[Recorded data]
————————

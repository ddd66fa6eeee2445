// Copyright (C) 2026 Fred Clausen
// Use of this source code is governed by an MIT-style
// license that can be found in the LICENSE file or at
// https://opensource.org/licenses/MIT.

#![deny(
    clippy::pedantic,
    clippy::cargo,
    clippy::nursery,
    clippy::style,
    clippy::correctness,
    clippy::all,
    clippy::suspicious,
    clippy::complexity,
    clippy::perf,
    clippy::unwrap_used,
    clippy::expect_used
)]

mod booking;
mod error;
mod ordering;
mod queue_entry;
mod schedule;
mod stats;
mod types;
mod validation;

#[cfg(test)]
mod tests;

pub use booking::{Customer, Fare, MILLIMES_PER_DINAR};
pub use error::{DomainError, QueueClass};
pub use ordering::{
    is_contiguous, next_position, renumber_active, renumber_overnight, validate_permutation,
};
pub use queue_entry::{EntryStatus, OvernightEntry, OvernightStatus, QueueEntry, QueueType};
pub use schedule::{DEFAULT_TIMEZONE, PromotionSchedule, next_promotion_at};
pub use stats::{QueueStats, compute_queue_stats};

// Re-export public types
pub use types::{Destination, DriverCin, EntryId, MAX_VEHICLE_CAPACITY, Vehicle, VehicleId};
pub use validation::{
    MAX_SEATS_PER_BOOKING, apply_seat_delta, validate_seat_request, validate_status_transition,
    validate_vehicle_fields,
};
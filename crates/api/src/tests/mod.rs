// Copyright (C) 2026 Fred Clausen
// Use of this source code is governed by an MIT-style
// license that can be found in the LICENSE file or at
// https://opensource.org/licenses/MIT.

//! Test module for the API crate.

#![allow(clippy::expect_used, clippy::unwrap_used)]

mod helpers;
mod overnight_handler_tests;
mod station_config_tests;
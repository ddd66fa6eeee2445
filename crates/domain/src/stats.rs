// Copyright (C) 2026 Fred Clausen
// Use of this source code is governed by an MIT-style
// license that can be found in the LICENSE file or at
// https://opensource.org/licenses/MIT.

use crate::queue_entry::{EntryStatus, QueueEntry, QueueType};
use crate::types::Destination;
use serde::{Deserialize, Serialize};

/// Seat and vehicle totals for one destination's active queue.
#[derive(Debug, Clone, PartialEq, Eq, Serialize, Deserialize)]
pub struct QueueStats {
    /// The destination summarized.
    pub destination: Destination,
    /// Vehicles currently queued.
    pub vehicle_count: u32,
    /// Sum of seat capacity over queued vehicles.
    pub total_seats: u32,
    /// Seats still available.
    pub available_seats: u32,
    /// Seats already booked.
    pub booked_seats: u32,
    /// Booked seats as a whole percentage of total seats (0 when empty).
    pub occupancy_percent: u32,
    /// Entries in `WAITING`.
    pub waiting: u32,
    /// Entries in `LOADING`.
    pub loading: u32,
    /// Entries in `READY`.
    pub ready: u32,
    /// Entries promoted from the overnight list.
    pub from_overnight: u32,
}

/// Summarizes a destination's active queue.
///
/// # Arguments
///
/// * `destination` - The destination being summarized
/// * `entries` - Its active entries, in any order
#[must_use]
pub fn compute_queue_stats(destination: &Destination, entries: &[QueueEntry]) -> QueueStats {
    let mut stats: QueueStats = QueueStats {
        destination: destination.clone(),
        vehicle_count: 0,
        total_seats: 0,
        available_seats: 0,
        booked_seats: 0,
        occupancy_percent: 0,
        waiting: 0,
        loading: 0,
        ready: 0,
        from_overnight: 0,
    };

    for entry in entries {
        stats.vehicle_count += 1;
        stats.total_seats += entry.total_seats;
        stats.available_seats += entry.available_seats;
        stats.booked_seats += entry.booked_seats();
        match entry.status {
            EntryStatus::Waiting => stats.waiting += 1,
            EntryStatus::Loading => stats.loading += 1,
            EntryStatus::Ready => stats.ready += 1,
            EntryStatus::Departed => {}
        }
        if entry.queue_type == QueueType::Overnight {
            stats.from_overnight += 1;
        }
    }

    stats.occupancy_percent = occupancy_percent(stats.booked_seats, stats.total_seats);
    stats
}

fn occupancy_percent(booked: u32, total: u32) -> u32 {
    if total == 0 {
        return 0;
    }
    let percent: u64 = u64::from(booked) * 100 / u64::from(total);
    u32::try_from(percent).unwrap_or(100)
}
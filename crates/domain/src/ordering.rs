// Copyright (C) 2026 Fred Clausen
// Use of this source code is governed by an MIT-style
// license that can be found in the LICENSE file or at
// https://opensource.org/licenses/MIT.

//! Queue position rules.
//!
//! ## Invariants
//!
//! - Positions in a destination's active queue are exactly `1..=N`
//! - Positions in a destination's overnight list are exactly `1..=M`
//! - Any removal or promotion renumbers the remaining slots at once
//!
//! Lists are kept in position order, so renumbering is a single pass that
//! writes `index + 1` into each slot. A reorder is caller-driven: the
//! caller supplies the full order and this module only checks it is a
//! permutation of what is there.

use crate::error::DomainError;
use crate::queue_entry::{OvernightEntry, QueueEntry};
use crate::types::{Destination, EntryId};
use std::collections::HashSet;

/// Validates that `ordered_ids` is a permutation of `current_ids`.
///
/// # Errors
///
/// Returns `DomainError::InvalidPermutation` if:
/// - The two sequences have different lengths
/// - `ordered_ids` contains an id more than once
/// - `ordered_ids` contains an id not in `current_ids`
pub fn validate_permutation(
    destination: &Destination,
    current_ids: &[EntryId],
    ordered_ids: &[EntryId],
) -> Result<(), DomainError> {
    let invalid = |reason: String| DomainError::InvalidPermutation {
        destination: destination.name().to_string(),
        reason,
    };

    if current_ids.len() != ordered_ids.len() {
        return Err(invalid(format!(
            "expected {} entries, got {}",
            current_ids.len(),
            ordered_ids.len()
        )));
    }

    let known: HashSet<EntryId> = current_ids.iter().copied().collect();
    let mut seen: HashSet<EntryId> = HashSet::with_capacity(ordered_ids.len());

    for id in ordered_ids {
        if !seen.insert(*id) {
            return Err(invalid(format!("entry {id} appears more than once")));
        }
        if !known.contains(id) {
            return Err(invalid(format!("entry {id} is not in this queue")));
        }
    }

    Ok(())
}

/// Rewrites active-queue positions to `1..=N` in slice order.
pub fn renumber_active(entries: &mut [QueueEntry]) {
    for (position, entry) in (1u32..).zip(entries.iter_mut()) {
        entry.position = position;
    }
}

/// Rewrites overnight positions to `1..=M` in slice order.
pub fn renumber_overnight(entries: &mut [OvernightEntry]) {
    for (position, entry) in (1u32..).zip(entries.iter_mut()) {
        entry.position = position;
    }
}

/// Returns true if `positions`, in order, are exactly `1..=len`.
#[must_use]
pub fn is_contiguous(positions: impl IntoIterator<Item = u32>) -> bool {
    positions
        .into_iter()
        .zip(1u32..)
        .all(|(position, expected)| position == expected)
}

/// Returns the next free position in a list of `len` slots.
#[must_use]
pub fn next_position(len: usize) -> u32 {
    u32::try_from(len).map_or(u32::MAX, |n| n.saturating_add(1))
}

————————

#### TASK GOAL:
For the word "format", state how many lines of the entries contain it, with nothing else.

#### YOUR RESPONSE:
3